Historische Holzfußböden auf Quedlinburger Stiftsberg gerettet
Im Residenzbau auf dem Stiftsberg in Quedlinburg haben sich unerwartet starke Schäden an den historischen Holzfußböden aus dem 18. Jahrhundert gezeigt. Diese kostbaren Bodenbeläge, die seit rund 300 Jahren existieren, waren in einem besorgniserregenden Zustand. Nun kehrt jedoch Schritt für Schritt die ursprüngliche Pracht zurück, was Experten als kleines Wunder bezeichnen.
Schnelle Reaktion verhindert weiteren Verfall
Die aufwendige Rettungsaktion wurde durch die schnelle Arbeit spezialisierter Restauratoren und die Unterstützung des Landkreises Harz ermöglicht. Museumsleiterin Uta Siebrecht, Sachgebietsleiterin Museen und Archiv bei der Stadtverwaltung Quedlinburg, betont: „Dass das alles geklappt hat, ist ein echtes Wunder.“ Besonders im Blauen Saal des Residenzbaus sind bereits deutliche Fortschritte sichtbar, während im benachbarten Wartezimmer noch weitere Arbeiten notwendig sind.

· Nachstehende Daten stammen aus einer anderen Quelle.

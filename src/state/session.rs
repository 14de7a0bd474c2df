//! Wizard session management
//!
//! This module tracks one user's pass through the event-creation wizard:
//! the draft being assembled, the current step, the close-confirmation
//! phase, and the in-flight submission flag.

use chrono::{DateTime, NaiveDate, NaiveTime, Utc};
use serde::{Deserialize, Serialize};
use uuid::Uuid;

use crate::models::draft::{ActivityType, EventDraft, TransportDetails};
use crate::state::wizard::{
    close_transition, step_sequence, CloseEvent, WizardPhase, WizardStep,
};
use crate::utils::errors::{Result, TrailBuddyError};

/// Transport choice made on the transport-options step
#[derive(Debug, Clone, Copy, PartialEq, Eq, Serialize, Deserialize)]
pub enum TransportChoice {
    Public,
    Car,
    None,
}

/// One user's pass through the event-creation wizard
#[derive(Debug, Clone, Serialize, Deserialize)]
pub struct WizardSession {
    /// User this session belongs to
    pub user_id: i64,
    /// Draft being assembled across the steps
    pub draft: EventDraft,
    /// Current step (always a member of the derived step list)
    pub step: WizardStep,
    /// Close-confirmation phase
    pub phase: WizardPhase,
    /// Whether a submission is currently in flight
    pub submitting: bool,
    /// When this session was last updated
    pub updated_at: DateTime<Utc>,
}

impl WizardSession {
    /// Open a fresh wizard for a user
    pub fn new(user_id: i64) -> Self {
        Self {
            user_id,
            draft: EventDraft::new(),
            step: WizardStep::Activity,
            phase: WizardPhase::Open,
            submitting: false,
            updated_at: Utc::now(),
        }
    }

    /// Open the wizard with a previously stored draft.
    ///
    /// The step pointer restarts at the activity step; the step list itself
    /// is re-derived from the resumed answers.
    pub fn resume(user_id: i64, draft: EventDraft) -> Self {
        Self {
            user_id,
            draft,
            ..Self::new(user_id)
        }
    }

    /// Freshly derived step list for the current draft
    pub fn steps(&self) -> Vec<WizardStep> {
        step_sequence(&self.draft)
    }

    /// 1-based progress through the current step list
    pub fn progress(&self) -> (usize, usize) {
        let steps = self.steps();
        let position = steps
            .iter()
            .position(|s| *s == self.step)
            .unwrap_or(0);
        (position + 1, steps.len())
    }

    fn touch(&mut self) {
        self.updated_at = Utc::now();
    }

    fn ensure_open(&self) -> Result<()> {
        if self.phase != WizardPhase::Open {
            return Err(TrailBuddyError::InvalidStateTransition {
                from: format!("{:?}", self.phase),
                to: "Open".to_string(),
            });
        }
        Ok(())
    }

    /// Position of the current step in the given list, re-anchored to the
    /// nearest surviving earlier step when conditional logic has removed
    /// the step the pointer was on.
    fn anchored_position(&self, steps: &[WizardStep]) -> usize {
        // the list always starts with Activity, so an anchor always exists
        steps.iter().rposition(|s| *s <= self.step).unwrap_or(0)
    }

    /// Move forward to the entry after the current step in the freshly
    /// recomputed list. Used by confirmation-button steps.
    pub fn advance(&mut self) -> Result<WizardStep> {
        self.ensure_open()?;
        let steps = self.steps();
        let position = self.anchored_position(&steps);

        self.step = *steps.get(position + 1).unwrap_or(&steps[position]);
        self.touch();
        Ok(self.step)
    }

    /// Move back to the previous entry in the current step list, if any
    pub fn back(&mut self) -> Result<WizardStep> {
        self.ensure_open()?;
        let steps = self.steps();
        let position = self.anchored_position(&steps);

        self.step = steps[position.saturating_sub(1)];
        self.touch();
        Ok(self.step)
    }

    /// Pick an activity type. Auto-advances, and drops a stale route
    /// selection when the new activity does not use one.
    pub fn select_activity(&mut self, activity: ActivityType) -> Result<WizardStep> {
        self.ensure_open()?;
        self.draft.activity_type = Some(activity);
        if !activity.needs_route() {
            self.draft.route_id = None;
        }
        self.touch();
        self.advance()
    }

    /// Pick a route. Auto-advances.
    pub fn select_route(&mut self, route_id: Uuid) -> Result<WizardStep> {
        self.ensure_open()?;
        if self.step != WizardStep::Route {
            return Err(TrailBuddyError::InvalidStateTransition {
                from: self.step.to_string(),
                to: WizardStep::Route.to_string(),
            });
        }
        self.draft.route_id = Some(route_id);
        self.touch();
        self.advance()
    }

    /// Set the date and time; stays on the step until confirmed
    pub fn set_date_time(&mut self, date: Option<NaiveDate>, time: Option<NaiveTime>) {
        self.draft.date = date;
        self.draft.time = time;
        self.touch();
    }

    /// Set the event name and participant cap; stays on the step
    pub fn set_details(&mut self, event_name: &str, max_participants: Option<i32>) {
        self.draft.event_name = event_name.to_string();
        self.draft.max_participants = max_participants;
        self.touch();
    }

    /// Set the description and disclaimer flag; stays on the step
    pub fn set_description(&mut self, description: &str, has_disclaimer: bool) {
        self.draft.description = description.to_string();
        self.draft.has_disclaimer = has_disclaimer;
        self.touch();
    }

    /// Pick a transport option. Auto-advances; switching modes replaces the
    /// detail record, re-picking the current mode keeps what was entered.
    pub fn choose_transport(&mut self, choice: TransportChoice) -> Result<WizardStep> {
        self.ensure_open()?;
        let keep_current = matches!(
            (&self.draft.transport, choice),
            (Some(TransportDetails::Public { .. }), TransportChoice::Public)
                | (Some(TransportDetails::Car { .. }), TransportChoice::Car)
        );
        if !keep_current {
            self.draft.transport = Some(match choice {
                TransportChoice::Public => TransportDetails::public(),
                TransportChoice::Car => TransportDetails::car(),
                TransportChoice::None => TransportDetails::None,
            });
        }
        self.touch();
        self.advance()
    }

    /// Fill in the public-transport detail step
    pub fn set_public_transport(
        &mut self,
        meeting_point: &str,
        ticket_cost: &str,
        instructions: &str,
    ) -> Result<()> {
        match self.draft.transport {
            Some(TransportDetails::Public { .. }) => {
                self.draft.transport = Some(TransportDetails::Public {
                    meeting_point: meeting_point.to_string(),
                    ticket_cost: ticket_cost.to_string(),
                    instructions: instructions.to_string(),
                });
                self.touch();
                Ok(())
            }
            _ => Err(TrailBuddyError::InvalidInput(
                "Public transport details require the public transport choice".to_string(),
            )),
        }
    }

    /// Fill in the car-transport detail step
    pub fn set_car_transport(
        &mut self,
        pickup_location: &str,
        fuel_cost: &str,
        car_description: &str,
    ) -> Result<()> {
        match self.draft.transport {
            Some(TransportDetails::Car { .. }) => {
                self.draft.transport = Some(TransportDetails::Car {
                    pickup_location: pickup_location.to_string(),
                    fuel_cost: fuel_cost.to_string(),
                    car_description: car_description.to_string(),
                });
                self.touch();
                Ok(())
            }
            _ => Err(TrailBuddyError::InvalidInput(
                "Car transport details require the car choice".to_string(),
            )),
        }
    }

    /// Ask to close the wizard. With unsaved data this moves to the
    /// discard confirmation instead of closing.
    pub fn request_close(&mut self) -> WizardPhase {
        self.phase = close_transition(
            self.phase,
            self.draft.has_unsaved_changes(),
            CloseEvent::CloseRequested,
        );
        self.touch();
        self.phase
    }

    /// Return from the discard confirmation to editing
    pub fn continue_editing(&mut self) -> WizardPhase {
        self.phase = close_transition(
            self.phase,
            self.draft.has_unsaved_changes(),
            CloseEvent::ContinueEditing,
        );
        self.touch();
        self.phase
    }

    /// Discard the draft: reset all fields and the step pointer, close
    pub fn discard(&mut self) -> WizardPhase {
        self.phase = close_transition(
            self.phase,
            self.draft.has_unsaved_changes(),
            CloseEvent::Discard,
        );
        if self.phase == WizardPhase::Closed {
            self.draft = EventDraft::new();
            self.step = WizardStep::Activity;
        }
        self.touch();
        self.phase
    }

    /// Mark a submission as in flight. At most one at a time.
    pub fn begin_submission(&mut self) -> Result<()> {
        if self.submitting {
            return Err(TrailBuddyError::SubmissionInProgress);
        }
        self.submitting = true;
        self.touch();
        Ok(())
    }

    /// Clear the in-flight flag. A successful submission also resets the
    /// draft and step pointer and closes the wizard; a failed one leaves
    /// the draft intact for retry.
    pub fn finish_submission(&mut self, success: bool) {
        self.submitting = false;
        if success {
            self.draft = EventDraft::new();
            self.step = WizardStep::Activity;
            self.phase = WizardPhase::Closed;
        }
        self.touch();
    }
}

Fachleute und Behörden arbeiten Hand in Hand
Bei einer aktuellen Besichtigung informierten Uta Siebrecht und Jakob Hinz vom Restauratorenteam Landrat Thomas Balcerowski und Oberbürgermeister Frank Ruch über den Stand der Arbeiten. Diese enge Zusammenarbeit zwischen Fachleuten und kommunalen Verantwortungsträgern hat entscheidend zum Erfolg des Projekts beigetragen. Die Holzrestauratoren konnten durch ihr spezialisiertes Wissen und ihre handwerkliche Präzision die wertvollen historischen Substanz erhalten.

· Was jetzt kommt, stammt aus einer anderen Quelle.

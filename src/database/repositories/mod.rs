//! Repository pattern implementations

pub mod event;
pub mod route;

pub use event::EventRepository;
pub use route::RouteRepository;
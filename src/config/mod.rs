//! Configuration module
//!
//! Application settings loading and validation

pub mod settings;
pub mod validation;

pub use settings::{DatabaseConfig, EventDefaultsConfig, LoggingConfig, RedisConfig, Settings};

Bedeutung für das kulturelle Erbe
Die erfolgreiche Restaurierung der Holzfußböden auf dem Stiftsberg ist nicht nur ein technischer Erfolg, sondern auch ein wichtiger Beitrag zur Bewahrung des kulturellen Erbes in Quedlinburg. Der Residenzbau mit seinen historischen Innenräumen stellt ein bedeutendes Architekturdenkmal dar, dessen originale Ausstattung nun für kommende Generationen gesichert werden kann. Diese Maßnahme unterstreicht die Bedeutung professioneller Denkmalpflege und die Notwendigkeit rechtzeitiger Intervention bei historischen Bausubstanzen.